Which lines below fall between the one containing "contract being resolved." and the one containing "pub fn implementation_type(&self)"? Repeat them exactly, counting both of those lines, and add nothing else.

Saved entries
──────────────────────────────

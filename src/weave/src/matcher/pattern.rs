use std::collections::HashSet;
use std::fmt::{Debug, Formatter, Result as FmtResult};
use std::sync::Arc;

use crate::container::registry::RegistrationTemplate;
use crate::key::{ServiceType, TypeParam};
use crate::lifetime::Lifetime;
use crate::provider::context::InjectionConsumer;

/// A contract pattern mapped to an implementation pattern.
///
/// Parameters occurring in the contract are bound by the requested closed
/// contract. Extra parameters of the implementation must be declared with
/// [`Pattern::param`] and are inferred from `DerivesFrom` constraints.
///
/// # Examples
///
/// ```rust
/// # use weave::key::ServiceType;
/// # use weave::lifetime::Lifetime;
/// # use weave::matcher::Pattern;
/// let pattern = Pattern::new(
///     ServiceType::named("IRepo").with_param("T"),
///     ServiceType::named("RepoA").with_param("T"),
/// )
/// .lifetime(Lifetime::Singleton);
/// assert!(!pattern.contract().is_closed());
/// ```
#[derive(Debug, Clone)]
pub struct Pattern {
    contract: ServiceType,
    implementation: ServiceType,
    params: Vec<TypeParam>,
    lifetime: Lifetime,
}

impl Pattern {
    pub fn new(contract: ServiceType, implementation: ServiceType) -> Self {
        Self {
            contract,
            implementation,
            params: Vec::new(),
            lifetime: Lifetime::Transient,
        }
    }

    pub fn param(mut self, param: TypeParam) -> Self {
        self.params.push(param);
        self
    }

    pub fn lifetime(mut self, lifetime: Lifetime) -> Self {
        self.lifetime = lifetime;
        self
    }

    pub fn contract(&self) -> &ServiceType {
        &self.contract
    }

    pub fn implementation(&self) -> &ServiceType {
        &self.implementation
    }

    pub fn params(&self) -> &[TypeParam] {
        &self.params
    }

    pub fn get_lifetime(&self) -> &Lifetime {
        &self.lifetime
    }

    pub(crate) fn into_parts(self) -> (ServiceType, ServiceType, Vec<TypeParam>, Lifetime) {
        (self.contract, self.implementation, self.params, self.lifetime)
    }

    /// Returns the reason why the implementation can't be closed from the
    /// contract and the declared parameters, if any.
    pub(crate) fn validate(
        contract: &ServiceType,
        implementation: &ServiceType,
        params: &[TypeParam],
    ) -> Option<String> {
        let known: HashSet<Arc<str>> = contract
            .params()
            .into_iter()
            .chain(params.iter().map(|param| Arc::clone(param.shared_name())))
            .collect();
        implementation
            .params()
            .into_iter()
            .find(|name| !known.contains(name))
            .map(|name| format!("parameter {name} of {implementation} is not declared"))
    }
}

/// The information a conditional predicate decides on.
pub struct PredicateContext<'a> {
    service_type: &'a ServiceType,
    implementation_type: &'a ServiceType,
    consumer: Option<&'a InjectionConsumer>,
    handled: bool,
}

impl<'a> PredicateContext<'a> {
    pub(crate) fn new(
        service_type: &'a ServiceType,
        implementation_type: &'a ServiceType,
        consumer: Option<&'a InjectionConsumer>,
        handled: bool,
    ) -> Self {
        Self {
            service_type,
            implementation_type,
            consumer,
            handled,
        }
    }

    /// The closed contract being resolved.
    pub fn service_type(&self) -> &ServiceType {
        self.service_type
    }

    /// The closed implementation this registration would supply.
    pub fn implementation_type(&self) -> &ServiceType {
        self.implementation_type
    }

    /// The service the contract is injected into, or [`None`] for a root
    /// resolution.
    pub fn consumer(&self) -> Option<&InjectionConsumer> {
        self.consumer
    }

    /// Returns true if an earlier registration already applies.
    pub fn handled(&self) -> bool {
        self.handled
    }
}

pub(crate) type Predicate = Arc<dyn Fn(&PredicateContext<'_>) -> bool + Send + Sync>;

/// A registration made with [`Pattern`], possibly conditional.
pub(crate) struct PatternRegistration {
    pub(crate) contract: ServiceType,
    pub(crate) implementation: ServiceType,
    pub(crate) params: Vec<TypeParam>,
    pub(crate) template: RegistrationTemplate,
    pub(crate) predicate: Option<Predicate>,
}

impl PatternRegistration {
    pub(crate) fn is_conditional(&self) -> bool {
        self.predicate.is_some()
    }

    /// Returns true if `self` and `other` cover exactly the same requests.
    pub(crate) fn overlaps_fully(&self, other: &PatternRegistration) -> bool {
        self.params.iter().all(TypeParam::is_unconstrained)
            && other.params.iter().all(TypeParam::is_unconstrained)
            && self.contract.normalized() == other.contract.normalized()
    }
}

impl Debug for PatternRegistration {
    fn fmt(&self, f: &mut Formatter<'_>) -> FmtResult {
        f.debug_struct("PatternRegistration")
            .field("contract", &self.contract)
            .field("implementation", &self.implementation)
            .field("conditional", &self.is_conditional())
            .finish_non_exhaustive()
    }
}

──────────────────────────────

→ **SOLUTION TO THE EXERCISE**:
    /// The closed contract being resolved.
    pub fn service_type(&self) -> &ServiceType {
        self.service_type
    }

    /// The closed implementation this registration would supply.
    pub fn implementation_type(&self) -> &ServiceType {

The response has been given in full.